2. A lithium bromide heating and waste heat recovery unit according to claim 1, characterized in that: The two conveying pipes (601) are connected to the flanges on both sides of the gas furnace (5) on opposite sides. The top of the conveying pipe (601) extends into the inner cavity of the recycling box (3). The surface of the filter plate (602) is disposed in the inner cavity of the recycling box (3).

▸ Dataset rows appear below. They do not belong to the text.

//! Repositorio de la tabla cars

use crate::dto::car_dto::CarRequest;
use crate::models::car::Car;
use crate::utils::errors::AppResult;
use chrono::Utc;
use sqlx::PgPool;

pub struct CarRepository {
    pool: PgPool,
}

impl CarRepository {
    pub fn new(pool: PgPool) -> Self {
        Self { pool }
    }

    /// Inserta un vehículo nuevo; el id lo asigna la base de datos
    pub async fn create(&self, request: &CarRequest) -> AppResult<Car> {
        let car = sqlx::query_as::<_, Car>(
            r#"
            INSERT INTO cars (condition, manufacturer, model, body, color, mileage, model_year, latitude, longitude, created_at, updated_at)
            VALUES ($1, $2, $3, $4, $5, $6, $7, $8, $9, $10, $10)
            RETURNING *
            "#,
        )
        .bind(request.condition)
        .bind(&request.details.manufacturer)
        .bind(&request.details.model)
        .bind(&request.details.body)
        .bind(&request.details.color)
        .bind(request.details.mileage)
        .bind(request.details.model_year)
        .bind(request.location.lat)
        .bind(request.location.lon)
        .bind(Utc::now())
        .fetch_one(&self.pool)
        .await?;

        Ok(car)
    }

    pub async fn find_by_id(&self, id: i64) -> AppResult<Option<Car>> {
        let car = sqlx::query_as::<_, Car>("SELECT * FROM cars WHERE id = $1")
            .bind(id)
            .fetch_optional(&self.pool)
            .await?;

        Ok(car)
    }

    pub async fn find_all(&self) -> AppResult<Vec<Car>> {
        let cars = sqlx::query_as::<_, Car>("SELECT * FROM cars ORDER BY id")
            .fetch_all(&self.pool)
            .await?;

        Ok(cars)
    }

    /// Reemplaza los grupos condición/detalles/ubicación del registro.
    /// created_at se preserva; updated_at se actualiza. Devuelve None si el
    /// id no existe.
    pub async fn update(&self, id: i64, request: &CarRequest) -> AppResult<Option<Car>> {
        let car = sqlx::query_as::<_, Car>(
            r#"
            UPDATE cars
            SET condition = $2, manufacturer = $3, model = $4, body = $5, color = $6,
                mileage = $7, model_year = $8, latitude = $9, longitude = $10, updated_at = $11
            WHERE id = $1
            RETURNING *
            "#,
        )
        .bind(id)
        .bind(request.condition)
        .bind(&request.details.manufacturer)
        .bind(&request.details.model)
        .bind(&request.details.body)
        .bind(&request.details.color)
        .bind(request.details.mileage)
        .bind(request.details.model_year)
        .bind(request.location.lat)
        .bind(request.location.lon)
        .bind(Utc::now())
        .fetch_optional(&self.pool)
        .await?;

        Ok(car)
    }

    /// Devuelve None si el id no existe
    pub async fn delete(&self, id: i64) -> AppResult<Option<i64>> {
        let deleted: Option<(i64,)> = sqlx::query_as("DELETE FROM cars WHERE id = $1 RETURNING id")
            .bind(id)
            .fetch_optional(&self.pool)
            .await?;

        Ok(deleted.map(|row| row.0))
    }
}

3. A lithium bromide heating and waste heat recovery unit according to claim 2, wherein: An activated carbon plate (603) for enhanced filtration of exhaust gas is fixedly connected to the surface of the filter plate (602).
4. A lithium bromide heating and waste heat recovery unit according to claim 2, characterized in that: The recycling bin (3) has grooves (8) on both sides, and sliders (604) are fixedly connected to both sides of the filter plate (602). The surfaces of the sliders (604) are inserted into the inner cavity of the grooves (8).
5. A lithium bromide heating and waste heat recovery unit as set forth in claim 1, wherein: Both sides of the top of the inner cavity of the recycling box (3) are fixedly connected with guide plates (9) for guiding and conveying waste gas.
6. A lithium bromide heating and waste heat recovery unit according to claim 1, characterized in that: The bottom of the heat exchanger (701) is fixedly connected to the inner cavity of the recovery tank (3), and the bottom of the lithium bromide unit (702) is fixedly connected to the heat exchanger (701).
7. A lithium bromide heating and waste heat recovery unit according to claim 2, wherein: A fixing sleeve (605) is inserted into the surface of the conveying pipe (601), and the surface of the fixing sleeve (605) is fixedly connected to the recycling box (3).